Are you a good storyteller? Some people just are. At work, we all tell stories, all the time. The business stories managers tell help shape our reality in the workplace.

Humans are wired to create and tell stories. Our brains continuously look for explanations to the events around us. Whatever we encounter, whether random or planned, forces our minds to impose a chronology and apply cause-and-effect logic.

“We automatically, and often unconsciously, look for an explanation of why things happen to us, and ‘stuff just happens’ is no explanation,” according to psychologist Justin Barrett, a senior researcher at Oxford University’s Centre for Anthropology & Mind.

For managers, storytelling is an important way of resolving conflicts, addressing issues, and facing challenges. Managers use narratives to deal with conflicts when direct action is inadvisable or impossible.

In a group discussion a process of collective narration can help influence others and unify the group by linking the past to the future. In such discussions, managers transform problems, requests, and issues into stories.

We use business stories to find meaning amid chaos. This is how we organize and give context to our experiences. Facts are meaningless until we create a story around them. As business consultant Annette Simmons writes in The Story Factor (Basic Books, 2006), “People don’t need new facts—they need a new story.” In most cases, these stories matter more than what actually happens.

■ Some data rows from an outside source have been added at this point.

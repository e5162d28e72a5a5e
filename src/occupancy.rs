//! Occupancy count and the signal color derived from it.
//!
//! [`Occupancy`] is the plain, single-threaded state machine: it holds the
//! count and applies [`Command`]s to it. Thread-safe sharing and sink
//! broadcast live in `services::shared`, which wraps this type in a mutex.
//!
//! # Example
//!
//! ```rust
//! use parking_signal::{Command, Occupancy, SignalColor, Thresholds};
//!
//! let mut occupancy = Occupancy::new(Thresholds::default());
//! occupancy.apply(&Command::SetFull);
//! occupancy.apply(&Command::Increment);
//!
//! assert_eq!(occupancy.count(), 36);
//! assert_eq!(occupancy.color(), SignalColor::Red);
//! ```

use serde::{Deserialize, Serialize};

use crate::commands::{ApplyOutcome, Command};

/// Default count at which the signal turns yellow.
pub const WARN_THRESHOLD: u32 = 30;

/// Default count at which the signal turns red (and the value `SetFull` writes).
pub const FULL_THRESHOLD: u32 = 35;

// ============================================================================
// Signal Color
// ============================================================================

/// Three-level indicator shown to drivers.
#[derive(Clone, Copy, Debug, PartialEq, Eq, Hash, Serialize, Deserialize)]
#[serde(rename_all = "lowercase")]
pub enum SignalColor {
    /// Plenty of space.
    Green,
    /// Nearly full.
    Yellow,
    /// Full (or over).
    Red,
}

impl SignalColor {
    /// Returns the color as a lowercase string.
    #[inline]
    pub const fn as_str(&self) -> &'static str {
        match self {
            SignalColor::Green => "green",
            SignalColor::Yellow => "yellow",
            SignalColor::Red => "red",
        }
    }

    /// Output levels for the (green, yellow, red) lamps.
    ///
    /// Exactly one of the three is `true`.
    #[inline]
    pub const fn lamp_levels(&self) -> (bool, bool, bool) {
        match self {
            SignalColor::Green => (true, false, false),
            SignalColor::Yellow => (false, true, false),
            SignalColor::Red => (false, false, true),
        }
    }
}

// ============================================================================
// Thresholds
// ============================================================================

/// Count boundaries for the yellow and red colors.
#[derive(Clone, Copy, Debug, PartialEq, Eq)]
pub struct Thresholds {
    /// First count shown as yellow.
    pub warn: u32,
    /// First count shown as red. Also the value written by `SetFull`.
    pub full: u32,
}

impl Default for Thresholds {
    fn default() -> Self {
        Self {
            warn: WARN_THRESHOLD,
            full: FULL_THRESHOLD,
        }
    }
}

impl Thresholds {
    /// Create thresholds. Callers are expected to keep `warn <= full`;
    /// configuration loading rejects anything else.
    pub const fn new(warn: u32, full: u32) -> Self {
        Self { warn, full }
    }

    /// Color for a given count.
    ///
    /// ```rust
    /// use parking_signal::{SignalColor, Thresholds};
    ///
    /// let t = Thresholds::default();
    /// assert_eq!(t.color_for(29), SignalColor::Green);
    /// assert_eq!(t.color_for(30), SignalColor::Yellow);
    /// assert_eq!(t.color_for(35), SignalColor::Red);
    /// ```
    pub const fn color_for(&self, count: u32) -> SignalColor {
        if count >= self.full {
            SignalColor::Red
        } else if count >= self.warn {
            SignalColor::Yellow
        } else {
            SignalColor::Green
        }
    }
}

// ============================================================================
// Snapshot
// ============================================================================

/// A consistent (count, color) pair handed to sinks and readers.
#[derive(Clone, Copy, Debug, PartialEq, Eq, Serialize, Deserialize)]
pub struct OccupancyUpdate {
    /// Vehicles currently counted.
    pub count: u32,
    /// Color derived from `count` at the moment the snapshot was taken.
    pub color: SignalColor,
}

// ============================================================================
// Occupancy
// ============================================================================

/// The occupancy counter.
///
/// Not thread-safe on its own; see `SharedOccupancy` for the locked wrapper.
#[derive(Clone, Debug)]
pub struct Occupancy {
    count: u32,
    thresholds: Thresholds,
}

impl Occupancy {
    /// Create an empty lot.
    pub fn new(thresholds: Thresholds) -> Self {
        Self {
            count: 0,
            thresholds,
        }
    }

    /// Current count.
    #[inline]
    pub fn count(&self) -> u32 {
        self.count
    }

    /// Current color, computed from the count.
    #[inline]
    pub fn color(&self) -> SignalColor {
        self.thresholds.color_for(self.count)
    }

    /// Configured thresholds.
    pub fn thresholds(&self) -> Thresholds {
        self.thresholds
    }

    /// Snapshot of count and color.
    pub fn snapshot(&self) -> OccupancyUpdate {
        OccupancyUpdate {
            count: self.count,
            color: self.color(),
        }
    }

    /// Apply a command.
    ///
    /// Returns [`ApplyOutcome::Ignored`] for unrecognized payloads; every other
    /// command reports [`ApplyOutcome::Changed`], even when the count ends up
    /// where it was (a decrement at zero is still a processed event).
    pub fn apply(&mut self, cmd: &Command) -> ApplyOutcome {
        self.count = match cmd {
            Command::Increment => self.count.saturating_add(1),
            Command::Decrement => self.count.saturating_sub(1),
            Command::Reset => 0,
            Command::SetFull => self.thresholds.full,
            Command::Unrecognized(_) => return ApplyOutcome::Ignored,
        };
        ApplyOutcome::Changed(self.snapshot())
    }
}

impl Default for Occupancy {
    fn default() -> Self {
        Self::new(Thresholds::default())
    }
}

We tell business stories constantly, even when we’re unaware of doing so. They reflect issues with our work, family, overall happiness, and personal strengths and weaknesses. Each story has a theme, hero, villain and conflict, and the way we communicate it involves both verbal and nonverbal communication.

Because we alone craft our stories, we may as well make them as inspiring as possible, suggest leadership coach Rosamund Stone Zander and Boston Philharmonic Orchestra Conductor Benjamin Zander, authors of The Art of Possibility (Harvard Business School Press, 2000).

Consequences of Negative Stories

Some of our internal stories are so tragically inaccurate that they lead to stress and burnout:

  • “It’s a competitive, cutthroat world out there.”
  • “If I don’t look out for No. 1, nobody else will.”
  • “The world is moving too fast for me these days.”
  • “I’d love to spend time with my family, but I have to work.”
  • “If I’m not the first person at work and the last to leave, I’ll be viewed as a slacker.”
  • “I’d exercise and eat better, if only I wasn’t so busy.”
  • “I’m smarter than most people at work, so I don’t need to prepare, train or worry.”

A USA Today survey reveals that one in six employees is so overworked that he/she doesn’t use up allotted annual vacation time (even though Americans receive the fewest vacation days in the industrialized world).

Another survey shows:

  • 34% of workers report that they have no downtime at work.
  • 32% eat lunch while working.
  • 32% never leave the building until they head home.

Behind each of these behaviors is a work story people tell to themselves, such as “I’m too busy,” “I’ll be recognized if I can get this done faster, better, sooner.”

What if you could change your stories? What would be the results on your happiness and stress levels? In the work I do with clients, we find better stories, to create better outcomes.

How can you reframe your stories so they give you energy instead of depleting you?